Dans sa randonnée nocturne, il ne croisa personne dans les rues à l’exception d’un chien errant à qui, il fit mine de donner un coup de pied. Le bâtard couina et le jeune homme reprit son chemin en bombant le torse. Toujours concentré sur sa marche « tapis roulant », Arnold ne remarqua pas une petite pierre sur le sol et il se tordit le pied. Déséquilibré, le corps projeté en avant et les bras écartés, il se mit à courir devant lui pour se rattraper. À sa grande honte, il eut le temps d’entrevoir son ombre sur les façades des immeubles qui ressemblait plus à celle d’un pantin désarticulé qu’à la silhouette d’un « moonwalker » expérimenté et il acheva sa course éperdue en embrassant un bollard.
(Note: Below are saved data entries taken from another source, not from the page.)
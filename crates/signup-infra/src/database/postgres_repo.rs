//! PostgreSQL user repository.

use std::sync::Arc;

use async_trait::async_trait;
use sea_orm::sea_query::Expr;
use sea_orm::{
    ActiveModelTrait, ColumnTrait, DbConn, DbErr, EntityTrait, QueryFilter, QueryOrder, Set,
    SqlErr,
};
use uuid::Uuid;

use signup_core::domain::{NewUser, User, UserChanges};
use signup_core::error::RepoError;
use signup_core::ports::{CredentialHasher, UserRepository};

use super::entity::user::{self, Entity as UserEntity};
use crate::auth::hash_credential;

/// PostgreSQL user repository. Hashes credentials before they reach SQL.
pub struct PostgresUserRepository {
    db: DbConn,
    hasher: Arc<dyn CredentialHasher>,
}

impl PostgresUserRepository {
    pub fn new(db: DbConn, hasher: Arc<dyn CredentialHasher>) -> Self {
        Self { db, hasher }
    }

    #[cfg(test)]
    pub(crate) fn into_db(self) -> DbConn {
        self.db
    }
}

fn map_db_err(err: DbErr) -> RepoError {
    if let Some(
        SqlErr::UniqueConstraintViolation(msg) | SqlErr::ForeignKeyConstraintViolation(msg),
    ) = err.sql_err()
    {
        return RepoError::Constraint(msg);
    }

    match err {
        DbErr::Conn(_) | DbErr::ConnectionAcquire(_) => RepoError::Connection(err.to_string()),
        other => RepoError::Query(other.to_string()),
    }
}

#[async_trait]
impl UserRepository for PostgresUserRepository {
    async fn create(&self, new_user: NewUser) -> Result<User, RepoError> {
        let password_hash = hash_credential(&self.hasher, new_user.password).await?;

        // id and created_at stay NotSet so the column defaults fill them.
        let row = user::ActiveModel {
            name: Set(new_user.name),
            password_hash: Set(password_hash),
            image_path: Set(new_user.image_path),
            content: Set(new_user.content),
            ..Default::default()
        };

        let model = row.insert(&self.db).await.map_err(map_db_err)?;
        tracing::debug!(user_id = %model.id, "Inserted user");

        Ok(model.into())
    }

    async fn get_by_id(&self, id: Uuid) -> Result<User, RepoError> {
        UserEntity::find_by_id(id)
            .one(&self.db)
            .await
            .map_err(map_db_err)?
            .map(Into::into)
            .ok_or(RepoError::NotFound)
    }

    async fn get_all(&self) -> Result<Vec<User>, RepoError> {
        let rows = UserEntity::find()
            .order_by_desc(user::Column::CreatedAt)
            .all(&self.db)
            .await
            .map_err(map_db_err)?;

        Ok(rows.into_iter().map(Into::into).collect())
    }

    async fn update(&self, changes: UserChanges) -> Result<User, RepoError> {
        let mut rows = UserEntity::update_many()
            .col_expr(user::Column::Name, Expr::value(changes.name))
            .col_expr(user::Column::ImagePath, Expr::value(changes.image_path))
            .col_expr(user::Column::Content, Expr::value(changes.content))
            .filter(user::Column::Id.eq(changes.id))
            .exec_with_returning(&self.db)
            .await
            .map_err(map_db_err)?;

        rows.pop().map(Into::into).ok_or(RepoError::NotFound)
    }

    async fn delete(&self, id: Uuid) -> Result<(), RepoError> {
        let result = UserEntity::delete_by_id(id)
            .exec(&self.db)
            .await
            .map_err(map_db_err)?;

        if result.rows_affected == 0 {
            return Err(RepoError::NotFound);
        }

        Ok(())
    }
}
//! Multipart signup form reader.

use actix_multipart::{Field, Multipart, MultipartError};
use bytes::{Bytes, BytesMut};
use futures::TryStreamExt;

use signup_core::validation::{IMAGE_MAX_BYTES, ImageMeta};

use crate::middleware::error::{AppError, AppResult};

const PARSE_FAILED: &str = "Failed to parse form data";

/// The uploaded `image` part.
#[derive(Debug)]
pub struct ImageUpload {
    pub filename: String,
    /// Bytes received for the part, including any that were not buffered.
    pub size: u64,
    /// Buffered content. Empty when `size` exceeds [`IMAGE_MAX_BYTES`].
    pub body: Bytes,
}

impl ImageUpload {
    pub fn meta(&self) -> ImageMeta<'_> {
        ImageMeta {
            filename: &self.filename,
            size: self.size,
        }
    }
}

/// Fields of a signup request. Absent text fields are empty strings.
#[derive(Default)]
pub struct SignupForm {
    pub name: String,
    pub password: String,
    pub content: String,
    pub image: Option<ImageUpload>,
}

impl std::fmt::Debug for SignupForm {
    fn fmt(&self, f: &mut std::fmt::Formatter<'_>) -> std::fmt::Result {
        f.debug_struct("SignupForm")
            .field("name", &self.name)
            .field("password", &"[REDACTED]")
            .field("content_len", &self.content.len())
            .field("image", &self.image)
            .finish()
    }
}

/// Tracks bytes read across every part of one form.
struct Budget {
    used: usize,
    limit: usize,
}

impl Budget {
    fn take(&mut self, n: usize) -> AppResult<()> {
        self.used = self.used.saturating_add(n);
        if self.used > self.limit {
            tracing::debug!(limit = self.limit, "Multipart form exceeds size limit");
            return Err(AppError::BadRequest(PARSE_FAILED.to_string()));
        }
        Ok(())
    }
}

fn malformed(err: MultipartError) -> AppError {
    tracing::debug!(error = %err, "Malformed multipart body");
    AppError::BadRequest(PARSE_FAILED.to_string())
}

/// Read the whole signup form, keeping the first value of each field.
pub async fn read_signup_form(mut payload: Multipart, limit: usize) -> AppResult<SignupForm> {
    let mut budget = Budget { used: 0, limit };
    let mut name = None;
    let mut password = None;
    let mut content = None;
    let mut image = None;

    while let Some(mut field) = payload.try_next().await.map_err(malformed)? {
        let disposition = field.content_disposition();
        let field_name = disposition.get_name().unwrap_or_default().to_string();
        let filename = disposition
            .get_filename()
            .filter(|f| !f.is_empty())
            .map(str::to_string);

        match (field_name.as_str(), filename) {
            ("image", Some(filename)) if image.is_none() => {
                image = Some(read_image(&mut field, filename, &mut budget).await?);
            }
            ("name", None) if name.is_none() => {
                name = Some(read_text(&mut field, &mut budget).await?);
            }
            ("password", None) if password.is_none() => {
                password = Some(read_text(&mut field, &mut budget).await?);
            }
            ("content", None) if content.is_none() => {
                content = Some(read_text(&mut field, &mut budget).await?);
            }
            _ => drain(&mut field, &mut budget).await?,
        }
    }

    Ok(SignupForm {
        name: name.unwrap_or_default(),
        password: password.unwrap_or_default(),
        content: content.unwrap_or_default(),
        image,
    })
}

async fn read_text(field: &mut Field, budget: &mut Budget) -> AppResult<String> {
    let mut buf = BytesMut::new();
    while let Some(chunk) = field.try_next().await.map_err(malformed)? {
        budget.take(chunk.len())?;
        buf.extend_from_slice(&chunk);
    }
    String::from_utf8(buf.to_vec()).map_err(|_| AppError::BadRequest(PARSE_FAILED.to_string()))
}

async fn read_image(
    field: &mut Field,
    filename: String,
    budget: &mut Budget,
) -> AppResult<ImageUpload> {
    let mut buf = BytesMut::new();
    let mut size: u64 = 0;
    while let Some(chunk) = field.try_next().await.map_err(malformed)? {
        budget.take(chunk.len())?;
        size += chunk.len() as u64;
        if size <= IMAGE_MAX_BYTES {
            buf.extend_from_slice(&chunk);
        }
    }

    let body = if size <= IMAGE_MAX_BYTES {
        buf.freeze()
    } else {
        Bytes::new()
    };

    Ok(ImageUpload {
        filename,
        size,
        body,
    })
}

async fn drain(field: &mut Field, budget: &mut Budget) -> AppResult<()> {
    while let Some(chunk) = field.try_next().await.map_err(malformed)? {
        budget.take(chunk.len())?;
    }
    Ok(())
}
Un peu sonné, le jeune homme se releva. Il jeta un regard circulaire autour de lui. Personne ne l’avait vu. Il reprit alors son chemin en maudissant la pierre qui avait interrompu son pas de glisse.
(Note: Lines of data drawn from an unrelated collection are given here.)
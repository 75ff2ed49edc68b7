use sea_orm_migration::prelude::*;

#[derive(DeriveMigrationName)]
pub struct Migration;

#[async_trait::async_trait]
impl MigrationTrait for Migration {
    async fn up(&self, manager: &SchemaManager) -> Result<(), DbErr> {
        // id and created_at are generated by the database.
        manager
            .create_table(
                Table::create()
                    .table(Users::Table)
                    .if_not_exists()
                    .col(
                        ColumnDef::new(Users::Id)
                            .uuid()
                            .not_null()
                            .primary_key()
                            .extra("DEFAULT gen_random_uuid()"),
                    )
                    .col(ColumnDef::new(Users::Name).string_len(255).not_null())
                    .col(ColumnDef::new(Users::PasswordHash).string().not_null())
                    .col(ColumnDef::new(Users::ImagePath).string().not_null())
                    .col(ColumnDef::new(Users::Content).text().not_null())
                    .col(
                        ColumnDef::new(Users::CreatedAt)
                            .timestamp_with_time_zone()
                            .not_null()
                            .default(Expr::current_timestamp()),
                    )
                    .to_owned(),
            )
            .await?;

        manager
            .create_index(
                Index::create()
                    .name("idx_users_created_at")
                    .table(Users::Table)
                    .col(Users::CreatedAt)
                    .to_owned(),
            )
            .await
    }

    async fn down(&self, manager: &SchemaManager) -> Result<(), DbErr> {
        manager
            .drop_table(Table::drop().table(Users::Table).to_owned())
            .await
    }
}

#[derive(DeriveIden)]
enum Users {
    Table,
    Id,
    Name,
    PasswordHash,
    ImagePath,
    Content,
    CreatedAt,
}
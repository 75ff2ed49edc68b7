//! # Signup Shared
//!
//! Wire types shared by the server and its clients.

pub mod dto;
pub mod response;

pub use response::{ApiResponse, ErrorResponse};
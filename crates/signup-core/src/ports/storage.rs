use std::io;

use async_trait::async_trait;
use bytes::Bytes;

/// File store - durable copies of uploaded files under generated names.
#[async_trait]
pub trait FileStore: Send + Sync {
    /// Persist `body` under a fresh unique name that keeps the extension of
    /// `original_filename`. Returns the relative path of the new file.
    async fn save(&self, original_filename: &str, body: Bytes) -> Result<String, StorageError>;

    /// Remove a file previously returned by [`FileStore::save`].
    async fn remove(&self, path: &str) -> Result<(), StorageError>;
}

/// File storage errors.
#[derive(Debug, thiserror::Error)]
pub enum StorageError {
    #[error("failed to create upload directory {path}: {source}")]
    CreateDir { path: String, source: io::Error },

    #[error("failed to open destination file {path}: {source}")]
    Open { path: String, source: io::Error },

    #[error("failed to write file {path}: {source}")]
    Write { path: String, source: io::Error },

    #[error("failed to remove file {path}: {source}")]
    Remove { path: String, source: io::Error },
}
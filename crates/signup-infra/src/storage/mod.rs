//! File storage implementations.

mod local;

pub use local::{DEFAULT_UPLOAD_DIR, LocalFileStore};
Arnold avait l’habitude de s’entremêler les pieds. Sa maladresse et sa distraction étaient connues de son entourage et ses parents n’en finissaient pas de soupirer devant chacune de ses déconvenues. « C’est le Gaston la Gaffe des nosfératu » ne cessaient-ils de se lamenter.
Le jeune vampire rentra chez lui au petit matin. Sa mère l'attendait :
 Tu as rencontré quelqu'un ?
 Oh maman ! Tu sais bien !
Le jeune homme trépigna.
 Oui mon fils. Tu ne touches pas aux êtres humains, toi !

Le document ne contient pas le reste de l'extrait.